Task data:
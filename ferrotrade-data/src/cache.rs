use std::sync::Arc;
use std::time::Duration as StdDuration;

use chrono::{DateTime, Utc};
use ferrotrade_instrument::Frequency;
use ferrotrade_integration::retry::retry;
use ferrotrade_integration::{RetryPolicy, UpstreamError};
use parking_lot::Mutex;
use smol_str::SmolStr;
use tokio::sync::Notify;

use crate::adapter::MarketDataAdapter;
use crate::bar::Bar;
use crate::error::DataError;
use crate::resample::resample;

type CoveredRange = (DateTime<Utc>, DateTime<Utc>);

struct CacheState {
    /// Native-frequency bars, ascending by `start`, unique `start`s.
    series: Vec<Bar>,
    /// The single contiguous `[start, end)` the cache has authoritatively
    /// fetched from upstream. `None` until the first fetch.
    covered: Option<CoveredRange>,
    /// Set once `subscribe` has activated streaming for this cache; further
    /// calls are a no-op so a strategy loop can call it unconditionally.
    subscribed: bool,
}

/// Per-asset OHLCV cache merging historical REST fetches with live streaming
/// updates, with gapless covered-interval bookkeeping: the cache only ever
/// tracks one contiguous fetched range, growing it by prepending or
/// appending whatever upstream window a request needs.
pub struct BarCache<A: MarketDataAdapter> {
    symbol: SmolStr,
    native: Frequency,
    adapter: Arc<A>,
    retry_policy: RetryPolicy,
    state: Mutex<CacheState>,
    /// Signalled every time a native bar is appended, so `wait_for_next` can
    /// wake without polling.
    new_bar: Notify,
}

impl<A: MarketDataAdapter> BarCache<A> {
    pub fn new(symbol: impl Into<SmolStr>, native: Frequency, adapter: Arc<A>) -> Self {
        Self {
            symbol: symbol.into(),
            native,
            adapter,
            retry_policy: RetryPolicy::default(),
            state: Mutex::new(CacheState {
                series: Vec::new(),
                covered: None,
                subscribed: false,
            }),
            new_bar: Notify::new(),
        }
    }

    pub fn symbol(&self) -> &str {
        &self.symbol
    }

    pub fn native(&self) -> Frequency {
        self.native
    }

    pub fn covered_range(&self) -> Option<CoveredRange> {
        self.state.lock().covered
    }

    pub fn is_subscribed(&self) -> bool {
        self.state.lock().subscribed
    }

    /// Merge externally-sourced bars (e.g. a live stream tick) into the
    /// cache, extending the covered range to include `[start, end)` even
    /// when `bars` is empty (a quiet upstream period is still authoritative
    /// coverage, per the range-stitcher contract).
    pub fn add(&self, bars: Vec<Bar>, fetched: CoveredRange) -> Result<(), DataError> {
        for bar in &bars {
            bar.validate()?;
        }
        let has_new_bars = !bars.is_empty();
        let mut state = self.state.lock();
        merge_series(&mut state.series, bars);
        state.covered = Some(match state.covered {
            None => fetched,
            Some((cs, ce)) => (cs.min(fetched.0), ce.max(fetched.1)),
        });
        drop(state);
        if has_new_bars {
            self.new_bar.notify_waiters();
        }
        Ok(())
    }

    /// Activate streaming for this cache. Idempotent: the second and later
    /// calls are a no-op. The first call performs a catch-up fetch closing
    /// any gap between the covered range and `now`, so bars that arrived
    /// while nobody was subscribed aren't silently skipped.
    pub async fn subscribe(&self) -> Result<(), DataError> {
        let already_subscribed = {
            let mut state = self.state.lock();
            std::mem::replace(&mut state.subscribed, true)
        };
        if already_subscribed {
            return Ok(());
        }

        let gap_end = self.native.floor(Utc::now()) - self.native.duration();
        let needs_catchup = matches!(self.covered_range(), Some((_, ce)) if ce < gap_end);
        if needs_catchup {
            if let Some((_, ce)) = self.covered_range() {
                self.ensure_covered((ce, gap_end + self.native.duration())).await?;
            }
        }
        Ok(())
    }

    /// Suspend until the next bar completed at `freq` is available, then
    /// return it. For the native frequency this resolves on the very next
    /// `add`; for a coarser frequency it waits (with a grace period past the
    /// bucket boundary) until enough native bars have accumulated to close
    /// that bucket, then resamples and returns the closed bucket.
    pub async fn wait_for_next(&self, freq: Frequency) -> Result<Bar, DataError> {
        self.new_bar.notified().await;
        let mut last = self.last_native_bar().ok_or_else(|| DataError::NoBarAvailable {
            start: "<none>".to_string(),
            end: "<none>".to_string(),
        })?;

        if freq == self.native {
            return Ok(last);
        }

        let bucket_start = freq.floor(last.start);
        let bucket_end = bucket_start + freq.duration() - self.native.duration();
        while last.start < bucket_end {
            let remaining = (bucket_end - last.start).to_std().unwrap_or(StdDuration::ZERO);
            let wait_budget = remaining + STREAM_GRACE_PERIOD;
            match tokio::time::timeout(wait_budget, self.new_bar.notified()).await {
                Ok(()) => last = self.last_native_bar().unwrap_or(last),
                Err(_elapsed) => break,
            }
        }

        let bars = self.get(bucket_start, bucket_end, freq, 0).await?;
        bars.last().copied().ok_or_else(|| DataError::NoBarAvailable {
            start: bucket_start.to_rfc3339(),
            end: bucket_end.to_rfc3339(),
        })
    }

    fn last_native_bar(&self) -> Option<Bar> {
        self.state.lock().series.last().copied()
    }

    /// Fetch (if necessary) and return `lag` native-period bars of lookback
    /// before `start`, resampled to `freq`, through `end` (clamped so the
    /// still-forming current bar is never returned).
    pub async fn get(
        &self,
        start: DateTime<Utc>,
        end: DateTime<Utc>,
        freq: Frequency,
        lag: u32,
    ) -> Result<Vec<Bar>, DataError> {
        freq.require_multiple_of(&self.native)
            .map_err(|_| DataError::FrequencyMismatch {
                requested: freq.to_string(),
                native: self.native.to_string(),
            })?;
        if start > end {
            return Err(DataError::EmptyRange {
                start: start.to_rfc3339(),
                end: end.to_rfc3339(),
            });
        }

        let required_start = self.native.floor(start - freq.duration() * lag as i32);
        let clamped_end = end.min(freq.max_end(Utc::now()));
        if required_start > clamped_end {
            return Ok(Vec::new());
        }
        let required = (required_start, clamped_end + self.native.duration());

        self.ensure_covered(required).await?;

        let native_slice: Vec<Bar> = {
            let state = self.state.lock();
            state
                .series
                .iter()
                .filter(|b| b.start >= required.0 && b.start < required.1)
                .copied()
                .collect()
        };

        Ok(resample(&native_slice, freq))
    }

    async fn ensure_covered(&self, required: CoveredRange) -> Result<(), DataError> {
        let missing = {
            let state = self.state.lock();
            missing_subranges(state.covered, required)
        };
        for range in missing {
            let policy = self.retry_policy;
            let adapter = Arc::clone(&self.adapter);
            let symbol = self.symbol.clone();
            let bars = retry(policy, || {
                let adapter = Arc::clone(&adapter);
                let symbol = symbol.clone();
                async move {
                    adapter
                        .fetch(&symbol, range.0, range.1)
                        .await
                        .map_err(to_upstream_error)
                }
            })
            .await
            .map_err(DataError::Upstream)?;
            self.add(bars, range)?;
        }
        Ok(())
    }
}

fn to_upstream_error(err: DataError) -> UpstreamError {
    match err {
        DataError::Upstream(e) => e,
        other => UpstreamError::UpstreamReject(other.to_string()),
    }
}

/// The at-most-two gaps between `required` and the single `covered` range,
/// in fetch order (prepend gap first, append gap second). A disjoint
/// request still yields a single bridging fetch so `covered` never splits
/// into two islands.
fn missing_subranges(covered: Option<CoveredRange>, required: CoveredRange) -> Vec<CoveredRange> {
    match covered {
        None => vec![required],
        Some((cs, ce)) => {
            let mut out = Vec::new();
            if required.0 < cs {
                out.push((required.0, cs));
            }
            if required.1 > ce {
                out.push((ce, required.1));
            }
            out
        }
    }
}

fn merge_series(series: &mut Vec<Bar>, new_bars: Vec<Bar>) {
    for bar in new_bars {
        match series.binary_search_by_key(&bar.start, |b| b.start) {
            Ok(idx) => series[idx] = bar,
            Err(idx) => series.insert(idx, bar),
        }
    }
}

/// Elapsed-time helper used by a streaming driver's grace-period poll, kept
/// here so callers don't depend on `std::time` directly: two seconds past a
/// bar's close boundary before giving up and polling anyway.
pub const STREAM_GRACE_PERIOD: StdDuration = StdDuration::from_secs(2);

#[cfg(test)]
mod tests {
    use std::sync::Arc;

    use rust_decimal_macros::dec;

    use super::*;
    use crate::adapter::mock::MockMarketDataAdapter;

    fn bar(start: DateTime<Utc>, close: Decimal) -> Bar {
        Bar {
            start,
            open: close,
            high: close,
            low: close,
            close,
            volume: dec!(10),
            price: close,
            trade_count: None,
        }
    }

    use rust_decimal::Decimal;

    fn minute(n: i64) -> DateTime<Utc> {
        DateTime::from_timestamp(n * 60, 0).unwrap()
    }

    #[tokio::test]
    async fn fetches_once_then_serves_from_cache() {
        let adapter = Arc::new(MockMarketDataAdapter::new());
        let bars: Vec<Bar> = (0..10).map(|i| bar(minute(i), Decimal::from(i))).collect();
        adapter.seed("TEST", bars);
        let native = Frequency::parse("1min").unwrap();
        let cache = BarCache::new("TEST", native, adapter);

        let first = cache
            .get(minute(0), minute(4), native, 0)
            .await
            .expect("first fetch succeeds");
        assert_eq!(first.len(), 5);

        // second call for a subrange already covered must not need any more
        // upstream data: the covered range already contains it.
        let covered_before = cache.covered_range();
        let second = cache
            .get(minute(1), minute(2), native, 0)
            .await
            .expect("served from cache");
        assert_eq!(second.len(), 2);
        assert_eq!(cache.covered_range(), covered_before);
    }

    #[tokio::test]
    async fn extends_covered_range_on_append_and_prepend() {
        let adapter = Arc::new(MockMarketDataAdapter::new());
        let bars: Vec<Bar> = (0..20).map(|i| bar(minute(i), Decimal::from(i))).collect();
        adapter.seed("TEST", bars);
        let native = Frequency::parse("1min").unwrap();
        let cache = BarCache::new("TEST", native, adapter);

        cache.get(minute(5), minute(9), native, 0).await.unwrap();
        let (cs, ce) = cache.covered_range().unwrap();
        assert_eq!(cs, minute(5));
        assert_eq!(ce, minute(10));

        // append forward
        cache.get(minute(5), minute(14), native, 0).await.unwrap();
        let (_, ce2) = cache.covered_range().unwrap();
        assert_eq!(ce2, minute(15));

        // prepend backward
        cache.get(minute(0), minute(14), native, 0).await.unwrap();
        let (cs3, _) = cache.covered_range().unwrap();
        assert_eq!(cs3, minute(0));
    }

    #[tokio::test]
    async fn resamples_to_the_requested_frequency() {
        let adapter = Arc::new(MockMarketDataAdapter::new());
        let bars: Vec<Bar> = (0..10).map(|i| bar(minute(i), Decimal::from(i))).collect();
        adapter.seed("TEST", bars);
        let native = Frequency::parse("1min").unwrap();
        let five_min = Frequency::parse("5min").unwrap();
        let cache = BarCache::new("TEST", native, adapter);

        let out = cache.get(minute(0), minute(9), five_min, 0).await.unwrap();
        assert_eq!(out.len(), 2);
    }

    #[test]
    fn missing_subranges_bridges_disjoint_requests() {
        let covered = Some((minute(0), minute(5)));
        let required = (minute(10), minute(15));
        let missing = missing_subranges(covered, required);
        // bridging fetch covers the gap too, keeping `covered` contiguous.
        assert_eq!(missing, vec![(minute(5), minute(15))]);
    }

    #[tokio::test]
    async fn wait_for_next_resolves_once_per_native_bar() {
        let adapter = Arc::new(MockMarketDataAdapter::new());
        let native = Frequency::parse("1min").unwrap();
        let cache = Arc::new(BarCache::new("TEST", native, adapter));

        let waiter = Arc::clone(&cache);
        let handle = tokio::spawn(async move {
            let mut seen = Vec::new();
            for _ in 0..3 {
                let bar = waiter.wait_for_next(native).await.unwrap();
                seen.push(bar.close);
            }
            seen
        });

        for i in 0..3 {
            tokio::task::yield_now().await;
            cache
                .add(vec![bar(minute(i), Decimal::from(i))], (minute(i), minute(i + 1)))
                .unwrap();
        }

        let seen = handle.await.unwrap();
        assert_eq!(seen, vec![dec!(0), dec!(1), dec!(2)]);
    }

    #[tokio::test]
    async fn subscribe_is_idempotent() {
        let adapter = Arc::new(MockMarketDataAdapter::new());
        let native = Frequency::parse("1min").unwrap();
        let cache = BarCache::new("TEST", native, adapter);

        assert!(!cache.is_subscribed());
        cache.subscribe().await.unwrap();
        assert!(cache.is_subscribed());
        // second call is a no-op, not an error.
        cache.subscribe().await.unwrap();
        assert!(cache.is_subscribed());
    }

    #[tokio::test]
    async fn add_extends_covered_range_even_with_no_bars() {
        let adapter = Arc::new(MockMarketDataAdapter::new());
        let native = Frequency::parse("1min").unwrap();
        let cache = BarCache::new("TEST", native, adapter);

        cache.add(Vec::new(), (minute(0), minute(5))).unwrap();
        assert_eq!(cache.covered_range(), Some((minute(0), minute(5))));
    }
}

Exercise: Look through the records and copy every line that has the word "remaining".

Answer to the problem:
            let remaining = (bucket_end - last.start).to_std().unwrap_or(StdDuration::ZERO);
            let wait_budget = remaining + STREAM_GRACE_PERIOD;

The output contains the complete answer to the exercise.